(Beginning of INPUT RECORDS)

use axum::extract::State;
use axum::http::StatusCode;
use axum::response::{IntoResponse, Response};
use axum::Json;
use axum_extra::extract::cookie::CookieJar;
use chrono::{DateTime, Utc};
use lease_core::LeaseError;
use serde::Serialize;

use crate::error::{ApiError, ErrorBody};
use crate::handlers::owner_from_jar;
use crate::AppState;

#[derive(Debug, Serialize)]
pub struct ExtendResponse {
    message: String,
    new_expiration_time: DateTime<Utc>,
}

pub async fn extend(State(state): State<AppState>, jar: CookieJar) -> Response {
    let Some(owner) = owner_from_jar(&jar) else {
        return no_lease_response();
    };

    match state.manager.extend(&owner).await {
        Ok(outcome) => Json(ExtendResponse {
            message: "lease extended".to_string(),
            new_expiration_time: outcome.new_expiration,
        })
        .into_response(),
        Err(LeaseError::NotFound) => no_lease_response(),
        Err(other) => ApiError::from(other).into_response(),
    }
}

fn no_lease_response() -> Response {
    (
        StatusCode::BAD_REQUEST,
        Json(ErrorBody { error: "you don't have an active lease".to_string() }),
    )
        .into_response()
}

(End of INPUT RECORDS)
(Beginning of INPUT RECORDS)

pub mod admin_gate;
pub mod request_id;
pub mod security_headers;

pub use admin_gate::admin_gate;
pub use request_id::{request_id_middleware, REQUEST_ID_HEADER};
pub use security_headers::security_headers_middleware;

(End of INPUT RECORDS)

→ EXERCISE INSTRUCTIONS:
Each line of the records that holds the word "message" should be copied out.

→ RESULT OF THIS EXERCISE:
    message: String,
            message: "lease extended".to_string(),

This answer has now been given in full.